An SMU study funded by the National Institutes of Health is unraveling the mystery of how blue light from residential and commercial lighting, electronic devices and outdoor lights can interfere with the natural body clocks of humans, plants and animals – and the negative consequences it can bring.
Exposure to blue light is on the increase, says SMU chemist Brian Zoltowski, who leads the study, “Protein : Protein interaction networks in the circadian clock.”
At the right time of day, blue light is a good thing. It talks to our 24-hour circadian clock, telling our bodies, for example, when to wake up, eat and carry out specific metabolic functions. In plants, blue light signals them to leaf out, grow, blossom and bloom. In animals, it aids migratory patterns, sleep and wake cycles, regulation of metabolism, as well as mood and the immune system.
But too much blue light — especially at the wrong time — throws biological signaling out of whack.
“As a society, we are using more technology, and there’s increasing evidence that artificial light has had a negative consequence on our health,” said Zoltowski, an assistant professor in the Department of Chemistry in SMU’s Dedman College of Humanities and Sciences.
“Our study uses physical techniques and chemical approaches to probe an inherently biological problem,” he said. “We want to understand the chemical basis for how organisms use light as an environmental cue to regulate growth and development.”
Zoltowski’s lab was awarded $320,500 from the National Institute of General Medical Sciences of the National Institutes of Health to continue its research on the impact of blue light.
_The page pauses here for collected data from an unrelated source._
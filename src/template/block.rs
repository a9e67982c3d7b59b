//! BEGIN/END block structure of a templated file.
//!
//! A file is parsed into a chain of nodes. Each node holds a run of plain
//! lines optionally followed by one block; the block's body is itself a
//! chain, rendered once per value of the block's placeholder.
//!
//! ```text
//! header                    node 0: [header]      block A -> node 1
//! {{@A # BEGIN@}}             node 1: [row {{@A@}}]
//! row {{@A@}}               node 2: [footer]      (node 0 -> node 2)
//! {{@A # END@}}
//! footer
//! ```
//!
//! Nodes live in an arena and refer to each other by index. The parent
//! index points at the node owning the enclosing block; it is only needed
//! to match END markers while parsing.

use crate::constants::MAX_BLOCK_NESTING;
use crate::diagnostics::Diagnostics;
use crate::error::{Error, Result};
use crate::placeholder::grammar::{parse_marker, MarkerKind};
use crate::placeholder::Definitions;

use super::context::Context;
use super::substitute::substitute;

type NodeId = usize;

const ROOT: NodeId = 0;

#[derive(Debug, Clone, PartialEq, Eq)]
struct Block {
    placeholder: String,
    body: NodeId,
}

#[derive(Debug, Clone, Default, PartialEq, Eq)]
struct Node {
    lines: Vec<String>,
    block: Option<Block>,
    next: Option<NodeId>,
    parent: Option<NodeId>,
}

#[derive(Debug, Clone, PartialEq, Eq)]
pub struct BlockTree {
    nodes: Vec<Node>,
}

impl BlockTree {
    /// Parses the lines of one file.
    ///
    /// Marker lines carrying other text are reported as warnings; the extra
    /// text is dropped. Unbalanced markers are errors and no tree is
    /// produced.
    pub fn parse<'l, I>(lines: I, diagnostics: &Diagnostics) -> Result<Self>
    where
        I: IntoIterator<Item = &'l str>,
    {
        let mut tree = BlockTree { nodes: vec![Node::default()] };
        let mut cursor = ROOT;
        let mut depth = 0;

        for (index, line) in lines.into_iter().enumerate() {
            let line_number = index + 1;
            let marker = parse_marker(line);

            if let Some(marker) = marker.as_ref().filter(|marker| marker.extraneous) {
                diagnostics.warn(format!(
                    "Line {line_number} holds more than the {:?} of placeholder \"{}\", everything else is ignored: {line}",
                    marker.kind, marker.name
                ));
            }

            match marker {
                Some(marker) if marker.kind == MarkerKind::End => {
                    cursor = tree.close(cursor, marker.name, line_number)?;
                    depth -= 1;
                }
                marker => {
                    if tree.nodes[cursor].block.is_some() {
                        cursor = tree.push_sibling(cursor);
                    }
                    match marker {
                        Some(marker) => {
                            depth += 1;
                            if depth > MAX_BLOCK_NESTING {
                                return Err(Error::NestingTooDeep {
                                    name: marker.name.to_string(),
                                    line: line_number,
                                    limit: MAX_BLOCK_NESTING,
                                });
                            }
                            cursor = tree.open(cursor, marker.name);
                        }
                        None => tree.nodes[cursor].lines.push(line.to_string()),
                    }
                }
            }
        }

        match tree.owner_placeholder(cursor) {
            Some(name) => Err(Error::UnterminatedBlock { name: name.to_string() }),
            None => Ok(tree),
        }
    }

    fn open(&mut self, cursor: NodeId, placeholder: &str) -> NodeId {
        let body = self.push(Node { parent: Some(cursor), ..Node::default() });
        self.nodes[cursor].block = Some(Block { placeholder: placeholder.to_string(), body });
        body
    }

    fn close(&self, cursor: NodeId, placeholder: &str, line: usize) -> Result<NodeId> {
        let unmatched = || Error::UnmatchedEnd { name: placeholder.to_string(), line };
        let owner = self.nodes[cursor].parent.ok_or_else(unmatched)?;
        match &self.nodes[owner].block {
            Some(block) if block.placeholder == placeholder => Ok(owner),
            Some(block) => Err(Error::MismatchedEnd {
                expected: block.placeholder.clone(),
                found: placeholder.to_string(),
                line,
            }),
            None => Err(unmatched()),
        }
    }

    fn push_sibling(&mut self, cursor: NodeId) -> NodeId {
        let sibling =
            self.push(Node { parent: self.nodes[cursor].parent, ..Node::default() });
        self.nodes[cursor].next = Some(sibling);
        sibling
    }

    fn push(&mut self, node: Node) -> NodeId {
        self.nodes.push(node);
        self.nodes.len() - 1
    }

    fn owner_placeholder(&self, node: NodeId) -> Option<&str> {
        let owner = self.nodes[node].parent?;
        self.nodes[owner].block.as_ref().map(|block| block.placeholder.as_str())
    }

    /// Placeholders governing a block, in document order.
    pub fn block_placeholders(&self) -> Vec<&str> {
        let mut names = Vec::new();
        self.collect_placeholders(ROOT, &mut names);
        names
    }

    fn collect_placeholders<'t>(&'t self, start: NodeId, names: &mut Vec<&'t str>) {
        let mut current = Some(start);
        while let Some(id) = current {
            let node = &self.nodes[id];
            if let Some(block) = &node.block {
                names.push(block.placeholder.as_str());
                self.collect_placeholders(block.body, names);
            }
            current = node.next;
        }
    }

    /// Renders the whole tree, every output line terminated by `\n`.
    pub fn render(
        &self,
        definitions: &Definitions,
        context: &Context,
        diagnostics: &Diagnostics,
    ) -> String {
        let mut output = String::new();
        self.render_chain(ROOT, definitions, context, diagnostics, &mut output);
        output
    }

    fn render_chain(
        &self,
        start: NodeId,
        definitions: &Definitions,
        context: &Context,
        diagnostics: &Diagnostics,
        output: &mut String,
    ) {
        let mut current = Some(start);
        while let Some(id) = current {
            let node = &self.nodes[id];
            for line in &node.lines {
                output.push_str(&substitute(line, definitions, context, diagnostics));
                output.push('\n');
            }
            if let Some(block) = &node.block {
                self.render_block(block, definitions, context, diagnostics, output);
            }
            current = node.next;
        }
    }

    fn render_block(
        &self,
        block: &Block,
        definitions: &Definitions,
        context: &Context,
        diagnostics: &Diagnostics,
        output: &mut String,
    ) {
        let Some(definition) = definitions.get(&block.placeholder) else {
            diagnostics.error(Error::UndeclaredBlockPlaceholder {
                name: block.placeholder.clone(),
            });
            return;
        };
        if let Some(err) = definition.unclassified_error() {
            diagnostics.error(err);
            return;
        }

        for value in definition.space().values() {
            let scoped = context.with(&block.placeholder, value);
            self.render_chain(block.body, definitions, &scoped, diagnostics, output);
        }
    }
}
They are studying a small flowering plant native to Europe and Asia, Arabidopsis thaliana – a popular model organism in plant biology and genetics, Zoltowski says.
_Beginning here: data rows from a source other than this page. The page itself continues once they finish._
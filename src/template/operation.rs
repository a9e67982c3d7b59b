use std::path::{Path, PathBuf};

use crate::error::{Error, Result};
use crate::ioutils::{deep_copy, remove_path, write_file};

/// A single filesystem change made while materializing templates.
#[derive(Debug)]
pub enum TemplateOperation {
    /// Writes the rendered content of a templated file, already encoded.
    Write { source: PathBuf, target: PathBuf, content: Vec<u8>, target_exists: bool },
    /// Copies a templated directory to one of its concrete names.
    CopyDirectory { source: PathBuf, target: PathBuf, target_exists: bool },
    /// Deletes a templated entry once all of its variants exist.
    Remove { target: PathBuf },
}

impl TemplateOperation {
    /// Returns the target path for this operation, used for error context.
    pub fn target_path(&self) -> &Path {
        match self {
            TemplateOperation::Write { target, .. }
            | TemplateOperation::CopyDirectory { target, .. }
            | TemplateOperation::Remove { target } => target,
        }
    }

    /// Returns a brief description of this operation for error messages.
    ///
    /// # Returns
    /// * `String` - A concise description including the operation type and paths
    pub fn error_context(&self) -> String {
        match self {
            TemplateOperation::Write { source, target, .. } => {
                format!("write '{}' -> '{}'", source.display(), target.display())
            }
            TemplateOperation::CopyDirectory { source, target, .. } => {
                format!("copy directory '{}' -> '{}'", source.display(), target.display())
            }
            TemplateOperation::Remove { target } => {
                format!("remove '{}'", target.display())
            }
        }
    }

    /// Gets a message describing the operation and its status.
    ///
    /// # Returns
    /// * `String` - A descriptive message about the operation
    pub fn get_message(&self) -> String {
        match self {
            TemplateOperation::Write { source, target, target_exists, .. } => {
                if *target_exists {
                    format!(
                        "Writing '{}' from '{}' (replacing existing entry)",
                        target.display(),
                        source.display()
                    )
                } else {
                    format!("Writing '{}' from '{}'", target.display(), source.display())
                }
            }

            TemplateOperation::CopyDirectory { source, target, target_exists } => {
                if *target_exists {
                    format!(
                        "Copying directory '{}' to '{}' (replacing existing entry)",
                        source.display(),
                        target.display()
                    )
                } else {
                    format!(
                        "Copying directory '{}' to '{}'",
                        source.display(),
                        target.display()
                    )
                }
            }

            TemplateOperation::Remove { target } => {
                format!("Removing template '{}'", target.display())
            }
        }
    }

    /// Performs the operation. An existing target is deleted first.
    ///
    /// I/O failures carry both the template path and the target path.
    pub fn execute(&self) -> Result<()> {
        log::debug!("Executing operation: {}", self.error_context());
        match self {
            TemplateOperation::Write { source, target, content, target_exists } => {
                replace_target(source, target, *target_exists, |target| {
                    write_file(content, target)
                })
            }
            TemplateOperation::CopyDirectory { source, target, target_exists } => {
                replace_target(source, target, *target_exists, |target| {
                    deep_copy(source, target)
                })
            }
            TemplateOperation::Remove { target } => remove_path(target),
        }
    }
}

fn replace_target<F>(source: &Path, target: &Path, target_exists: bool, create: F) -> Result<()>
where
    F: FnOnce(&Path) -> Result<()>,
{
    let result = if target_exists {
        remove_path(target).and_then(|()| create(target))
    } else {
        create(target)
    };
    result.map_err(|err| match err {
        Error::IoError(e) => Error::WriteError {
            source_path: source.display().to_string(),
            target_path: target.display().to_string(),
            e,
        },
        other => other,
    })
}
Although signaling pathways differ in organisms such as Arabidopsis when compared to animals, the flower still serves an important research purpose. How the signaling networks are interconnected is similar in both animals and Arabidopsis. That allows researchers to use simpler genetic models to provide insight into how similar networks are controlled in more complicated species like humans.
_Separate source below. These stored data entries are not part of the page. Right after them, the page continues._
use thiserror::Error;

#[derive(Error, Debug)]
pub enum Error {
    #[error("IO error: {0}.")]
    IoError(#[from] std::io::Error),

    #[error("Failed to walk the template tree. Original error: {0}")]
    WalkDirError(#[from] walkdir::Error),

    #[error("Failed to parse JSON definitions. Original error: {0}")]
    JSONParseError(#[from] serde_json::Error),

    #[error("Failed to parse YAML definitions. Original error: {0}")]
    YAMLParseError(#[from] serde_yaml::Error),

    #[error("Definitions file '{path}' is invalid: {reason}.")]
    DefinitionsParseError { path: String, reason: String },

    #[error("Configuration error: {0}.")]
    ConfigValidation(String),

    /// `Placeholder<k>` is declared but `Placeholder<k>Value` is missing.
    #[error("No {key}Value found for {key}.")]
    MissingPlaceholderValue { key: String },

    #[error("END of placeholder \"{name}\" at line {line} has no matching BEGIN.")]
    UnmatchedEnd { name: String, line: usize },

    #[error("Found END of placeholder \"{found}\" at line {line} where END of placeholder \"{expected}\" was expected.")]
    MismatchedEnd { expected: String, found: String, line: usize },

    #[error("Missing END for placeholder \"{name}\".")]
    UnterminatedBlock { name: String },

    #[error("BEGIN of placeholder \"{name}\" at line {line} exceeds the nesting limit of {limit}.")]
    NestingTooDeep { name: String, line: usize, limit: usize },

    #[error("Placeholder \"{name}\" is not defined, ignoring it.")]
    UndeclaredPlaceholder { name: String },

    #[error("No definition for used placeholder \"{name}\".")]
    UndeclaredBlockPlaceholder { name: String },

    #[error("Placeholder \"{name}\" has multiple values and is used outside a BEGIN/END section without a fixed value, ignoring it.")]
    UnboundMultiValue { name: String },

    #[error("Placeholder \"{name}\" has an unusable value declaration: {declaration:?}.")]
    UnclassifiedDefinition { name: String, declaration: String },

    #[error("Value \"{value}\" is not a member of placeholder \"{name}\", cannot number it from base {base}.")]
    OffsetLookup { name: String, value: String, base: String },

    #[error("Cannot proceed: template directory '{template_dir}' does not exist.")]
    TemplateDoesNotExistsError { template_dir: String },

    #[error("File or directory '{path}' does not exist.")]
    SourceMissing { path: String },

    #[error("Cannot proceed: output directory '{output_dir}' already exists. Use --force to overwrite it.")]
    OutputDirectoryExistsError { output_dir: String },

    #[error("Cannot proceed: output directory '{output_dir}' lies inside template directory '{template_dir}'.")]
    OutputInsideTemplate { output_dir: String, template_dir: String },

    #[error("Path '{path}' contains invalid Unicode characters.")]
    InvalidPathEncoding { path: String },

    #[error("Template '{template}' expands to the invalid name \"{name}\".")]
    InvalidRenderedName { template: String, name: String },

    #[error("'{source_path}' --> '{target_path}': {e}")]
    WriteError { source_path: String, target_path: String, e: std::io::Error },

    #[error("Cannot process the source path: '{source_path}'. Original error: {e}")]
    ProcessError { source_path: String, e: String },

    #[error("Template expansion finished with {errors} error(s).")]
    CompletedWithErrors { errors: usize },
}

/// Convenience type alias for Results with filetemplate's Error as the error type.
///
/// # Type Parameters
/// * `T` - The type of the success value
pub type Result<T> = std::result::Result<T, Error>;

impl Error {
    /// Whether the error stems from BEGIN/END structure of a file rather than
    /// from definitions or the filesystem.
    pub fn is_structural(&self) -> bool {
        matches!(
            self,
            Error::UnmatchedEnd { .. }
                | Error::MismatchedEnd { .. }
                | Error::UnterminatedBlock { .. }
                | Error::NestingTooDeep { .. }
        )
    }
}

/// Default error handler that prints the error and exits the program.
///
/// # Arguments
/// * `err` - The Error to handle
///
/// # Behavior
/// Prints the error message to stderr and exits with status code 1
pub fn default_error_handler(err: Error) {
    eprintln!("{}", err);
    std::process::exit(crate::constants::exit_codes::FAILURE);
}

#[cfg(test)]
mod tests {
    use super::*;

    #[test]
    fn structural_errors_are_classified() {
        let unmatched = Error::UnmatchedEnd { name: "A".into(), line: 3 };
        let undeclared = Error::UndeclaredPlaceholder { name: "A".into() };
        assert!(unmatched.is_structural());
        assert!(!undeclared.is_structural());
    }

    #[test]
    fn mismatched_end_message_names_both_placeholders() {
        let err = Error::MismatchedEnd {
            expected: "A".into(),
            found: "B".into(),
            line: 7,
        };
        let message = err.to_string();
        assert!(message.contains("\"B\""));
        assert!(message.contains("\"A\""));
        assert!(message.contains("line 7"));
    }
}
In humans, the protein melanopsin absorbs blue light and sends signals to photoreceptor cells in our eyes. In plants and animals, the protein cryptochrome performs similar signaling.
Much is known already about the way blue light and other light wavelengths, such as red and UV light, trigger biological functions through proteins that interact with our circadian clock. But the exact mechanism in that chemical signaling process remains a mystery.
“Light is energy, and that energy can be absorbed by melanopsin proteins that act as a switch that basically activates everything downstream,” Zoltowski said.
Melanopsin is a little-understood photoreceptor protein with the singular job of measuring time of day. When light enters the eye, melanopsin proteins within unique cells in the retina absorb the wavelength as a photon and convert it to energy. That activates cells found only in the eye — called intrinsically photosensitive retinal ganglian cells, of which there are only about 160 in our body. The cells signal the suprachiasmatic nucleus region of the brain.
“We keep a master clock in the suprachiasmatic nucleus — it controls our circadian rhythms,” he said. “But we also have other time pieces in our body; think of them as watches, and they keep getting reset by the blue light that strikes the master clock, generating chemical signals.”
The switch activates many biological functions, including metabolism, sleep, cancer development, drug addiction and mood disorders, to name a few.
“There’s a very small molecule that absorbs the light, acting like a spring, pushing out the protein and changing its shape, sending the signal. We want to understand the energy absorption by the small molecule and what that does biologically.”
The answer can lead to new ways to target diabetes, sleep disorders and cancer development, for example.
“If we understand how all these pathways work,” he said, “we can design newer, better, more efficacious drugs to help people.”